O professor Quirrell não pareceu apreciar o elogio. "Suponho que posso tolerar o Natal nesse espírito, Sr. Potter, embora apenas quase". Então ele sorriu ligeiramente. "Claro que isso lhe custará catorze Galeões, e você só tem cinco".
"Cinco Galeões", disse Harry, com um ar cheio de indignação. "Com quem é que o diretor pensa que ele está lidando?"
"Eu acho", disse o professor Quirrell, "que simplesmente não lhe ocorreu temer as consequências se você colocasse sua ingenuidade na tarefa de obter fundos. Embora você foi sábio de perder, em vez de fazer uma ameaça explícita. Por curiosidade, Sr. Potter, o que você teria feito se eu não tivesse me afastado em tédio enquanto você, em um ataque de pique infantil, contou cinco Galeões em Nuques?
"Bem, a maneira mais fácil teria sido pedir dinheiro emprestado a Draco Malfoy", disse Harry.
O professor Quirrell riu brevemente. "Sério, Sr. Potter".

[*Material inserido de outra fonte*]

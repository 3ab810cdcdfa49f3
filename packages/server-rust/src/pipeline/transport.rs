//! [`Transport`] implementations and the tower adapter that puts one at the
//! bottom of the delivery stack.
//!
//! - [`SimulatedTransport`]: logs and records each send, never touches the network
//! - [`NetworkTransport`]: HTTP via `reqwest`, TCP via `tokio::net::TcpStream`

use std::future::Future;
use std::pin::Pin;
use std::sync::Arc;
use std::task::{Context, Poll};

use async_trait::async_trait;
use conduit_core::{DestinationConfig, HttpDestination, HttpMethod, TcpDestination};
use parking_lot::Mutex;
use serde_json::Value;
use tokio::io::AsyncWriteExt;
use tokio::net::TcpStream;
use tower::Service;
use tracing::{debug, info};

use crate::service::delivery::{Delivery, DispatchError};
use crate::traits::Transport;

/// MLLP start-of-block byte.
pub const MLLP_START: u8 = 0x0B;
/// MLLP end-of-block bytes.
pub const MLLP_END: [u8; 2] = [0x1C, 0x0D];

/// Renders a message for the wire: strings as-is, anything else as JSON.
#[must_use]
pub fn wire_bytes(payload: &Value) -> Vec<u8> {
    match payload {
        Value::String(text) => text.as_bytes().to_vec(),
        other => other.to_string().into_bytes(),
    }
}

/// Wraps `body` in an MLLP block.
#[must_use]
pub fn mllp_frame(body: &[u8]) -> Vec<u8> {
    let mut framed = Vec::with_capacity(body.len() + 3);
    framed.push(MLLP_START);
    framed.extend_from_slice(body);
    framed.extend_from_slice(&MLLP_END);
    framed
}

// ---------------------------------------------------------------------------
// SimulatedTransport
// ---------------------------------------------------------------------------

/// A send captured by [`SimulatedTransport`].
#[derive(Debug, Clone, PartialEq)]
pub struct SentMessage {
    pub destination: DestinationConfig,
    pub payload: Value,
}

/// Transport that logs each send and keeps it in memory.
#[derive(Debug, Default)]
pub struct SimulatedTransport {
    sent: Mutex<Vec<SentMessage>>,
}

impl SimulatedTransport {
    #[must_use]
    pub fn new() -> Self {
        Self::default()
    }

    /// Every send so far, oldest first.
    #[must_use]
    pub fn sent(&self) -> Vec<SentMessage> {
        self.sent.lock().clone()
    }
}

#[async_trait]
impl Transport for SimulatedTransport {
    async fn send(
        &self,
        destination: &DestinationConfig,
        payload: &Value,
    ) -> Result<(), DispatchError> {
        match destination {
            DestinationConfig::Http(http) => {
                info!(url = %http.url, method = http.method.as_str(), "simulated HTTP delivery");
            }
            DestinationConfig::Tcp(tcp) => {
                info!(
                    host = %tcp.host,
                    port = tcp.port,
                    use_framing = tcp.use_framing,
                    "simulated TCP delivery"
                );
            }
            DestinationConfig::Unrecognized { kind, .. } => {
                return Err(DispatchError::Unsupported { kind: kind.clone() });
            }
        }
        self.sent.lock().push(SentMessage {
            destination: destination.clone(),
            payload: payload.clone(),
        });
        Ok(())
    }
}

// ---------------------------------------------------------------------------
// NetworkTransport
// ---------------------------------------------------------------------------

/// Transport that performs real HTTP requests and TCP writes.
#[derive(Debug, Clone, Default)]
pub struct NetworkTransport {
    client: reqwest::Client,
}

impl NetworkTransport {
    #[must_use]
    pub fn new() -> Self {
        Self::default()
    }

    async fn send_http(&self, http: &HttpDestination, payload: &Value) -> Result<(), DispatchError> {
        let method = match http.method {
            HttpMethod::Get => reqwest::Method::GET,
            HttpMethod::Post => reqwest::Method::POST,
            HttpMethod::Put => reqwest::Method::PUT,
            HttpMethod::Delete => reqwest::Method::DELETE,
        };
        let mut request = self.client.request(method, &http.url).json(payload);
        for (name, value) in http.headers.iter().flatten() {
            request = request.header(name.as_str(), value.as_str());
        }
        let response = request.send().await.map_err(DispatchError::transport)?;
        let status = response.status();
        debug!(url = %http.url, status = status.as_u16(), "HTTP delivery response");
        response
            .error_for_status()
            .map(drop)
            .map_err(DispatchError::transport)
    }

    async fn send_tcp(tcp: &TcpDestination, payload: &Value) -> Result<(), DispatchError> {
        let body = wire_bytes(payload);
        let bytes = if tcp.use_framing {
            mllp_frame(&body)
        } else {
            body
        };
        let mut stream = TcpStream::connect((tcp.host.as_str(), tcp.port))
            .await
            .map_err(|e| DispatchError::transport(format!("connect {}:{}: {e}", tcp.host, tcp.port)))?;
        stream
            .write_all(&bytes)
            .await
            .map_err(DispatchError::transport)?;
        stream.shutdown().await.map_err(DispatchError::transport)?;
        debug!(host = %tcp.host, port = tcp.port, bytes = bytes.len(), "TCP delivery written");
        Ok(())
    }
}

#[async_trait]
impl Transport for NetworkTransport {
    async fn send(
        &self,
        destination: &DestinationConfig,
        payload: &Value,
    ) -> Result<(), DispatchError> {
        match destination {
            DestinationConfig::Http(http) => self.send_http(http, payload).await,
            DestinationConfig::Tcp(tcp) => Self::send_tcp(tcp, payload).await,
            DestinationConfig::Unrecognized { kind, .. } => {
                Err(DispatchError::Unsupported { kind: kind.clone() })
            }
        }
    }
}

// ---------------------------------------------------------------------------
// TransportService
// ---------------------------------------------------------------------------

/// Innermost service of the delivery stack: hands the delivery to a transport.
#[derive(Clone)]
pub struct TransportService {
    transport: Arc<dyn Transport>,
}

impl TransportService {
    #[must_use]
    pub fn new(transport: Arc<dyn Transport>) -> Self {
        Self { transport }
    }
}

impl Service<Delivery> for TransportService {
    type Response = ();
    type Error = DispatchError;
    type Future = Pin<Box<dyn Future<Output = Result<(), DispatchError>> + Send>>;

    fn poll_ready(&mut self, _cx: &mut Context<'_>) -> Poll<Result<(), Self::Error>> {
        Poll::Ready(Ok(()))
    }

    fn call(&mut self, delivery: Delivery) -> Self::Future {
        let transport = Arc::clone(&self.transport);
        Box::pin(async move {
            transport
                .send(&delivery.destination, &delivery.payload)
                .await
        })
    }
}

// ---------------------------------------------------------------------------
// Tests
// ---------------------------------------------------------------------------

#[cfg(test)]
mod tests {
    use serde_json::json;
    use tokio::io::AsyncReadExt;
    use tokio::net::TcpListener;

    use super::*;

    #[test]
    fn framing_wraps_body() {
        assert_eq!(mllp_frame(b"MSH"), vec![0x0B, b'M', b'S', b'H', 0x1C, 0x0D]);
        assert_eq!(wire_bytes(&json!("MSH|")), b"MSH|".to_vec());
        assert_eq!(wire_bytes(&json!({"a": 1})), br#"{"a":1}"#.to_vec());
    }

    #[tokio::test]
    async fn simulated_transport_records_sends() {
        let transport = SimulatedTransport::new();
        let destination = DestinationConfig::http("http://downstream");
        transport.send(&destination, &json!({"x": 1})).await.unwrap();

        let sent = transport.sent();
        assert_eq!(sent.len(), 1);
        assert_eq!(sent[0].destination, destination);
        assert_eq!(sent[0].payload, json!({"x": 1}));
    }

    #[tokio::test]
    async fn simulated_transport_rejects_unknown_types() {
        let transport = SimulatedTransport::new();
        let destination: DestinationConfig =
            serde_json::from_value(json!({"type": "smtp", "to": "x@y"})).unwrap();
        let err = transport.send(&destination, &json!({})).await.unwrap_err();
        assert_eq!(err, DispatchError::Unsupported { kind: "smtp".to_string() });
        assert!(transport.sent().is_empty());
    }

    #[tokio::test]
    async fn network_transport_writes_framed_tcp() {
        let listener = TcpListener::bind("127.0.0.1:0").await.unwrap();
        let port = listener.local_addr().unwrap().port();
        let reader = tokio::spawn(async move {
            let (mut socket, _) = listener.accept().await.unwrap();
            let mut received = Vec::new();
            socket.read_to_end(&mut received).await.unwrap();
            received
        });

        NetworkTransport::new()
            .send(
                &DestinationConfig::tcp("127.0.0.1", port, true),
                &json!("MSH|^~\\&|"),
            )
            .await
            .unwrap();

        let received = reader.await.unwrap();
        assert_eq!(received, mllp_frame(b"MSH|^~\\&|"));
    }

    #[tokio::test]
    async fn network_transport_reports_connect_failure() {
        let listener = TcpListener::bind("127.0.0.1:0").await.unwrap();
        let port = listener.local_addr().unwrap().port();
        drop(listener);

        let err = NetworkTransport::new()
            .send(&DestinationConfig::tcp("127.0.0.1", port, false), &json!({}))
            .await
            .unwrap_err();
        assert!(matches!(err, DispatchError::Transport { .. }));
    }
}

Devidamente anotado. "Provavelmente eu teria feito algumas aparências de celebridades. Eu não iria recorrer a nada economicamente perturbador apenas por dinheiro para gastar". Harry tinha verificado, e ele teria permissão para manter o Vira-Tempo quando ele fosse para casa para as férias, de modo que seu ciclo de sono não voltasse a girar. Mas também era possível que alguém estivesse atento a trocas de valores mágicos. O truque de ouro e prata seria trabalhoso do lado dos Trouxa se o financiamento de inicial seria problemático, e os duendes poderiam ter suspeitado após o primeiro ciclo. E começar um banco real seria um monte de trabalho ... Harry não havia conseguido resolver os métodos de ganhar dinheiro que eram rápidos, certos e seguros, então ele estava muito feliz quando o professor Quirrell acabou por ser tão facilmente enganado.
"Espero que esses cinco Galeões sejam suficientes para durar, já que você os contou tão cuidadosamente", disse o Professor Quirrell. "Eu duvido que o Diretor esteja tão ansioso para me confiar a sua chave do Cofre uma segunda vez, uma vez que ele descobrir que fui enganado".
"Tenho certeza de que você fez o seu melhor", disse Harry com profunda gratidão.
"Você precisa de ajuda para encontrar um lugar seguro para armazenar todos aqueles Nuques, Sr. Potter?"
"Bem, algo do tipo", disse Harry. "Você conhece quaisquer boas oportunidades de investimento, Professor Quirrell?"
E os dois caminharam, em sua pequena esfera de silêncio e isolamento, através das multidões brilhantes e agitadas; e se você olhasse com atenção, você veria que aonde eles passaram, os ramos frondosos desapareceram e as flores murcharam, e os brinquedos infantis que tocavam canções alegres mudaram para notas mais baixas e ameaçadoras.
Harry notou, mas ele não disse nada, apenas sorriu um pouco para si mesmo.
Todos tinham sua própria maneira de comemorar os feriados, e o Grinch era tanto parte do Natal quanto Santa.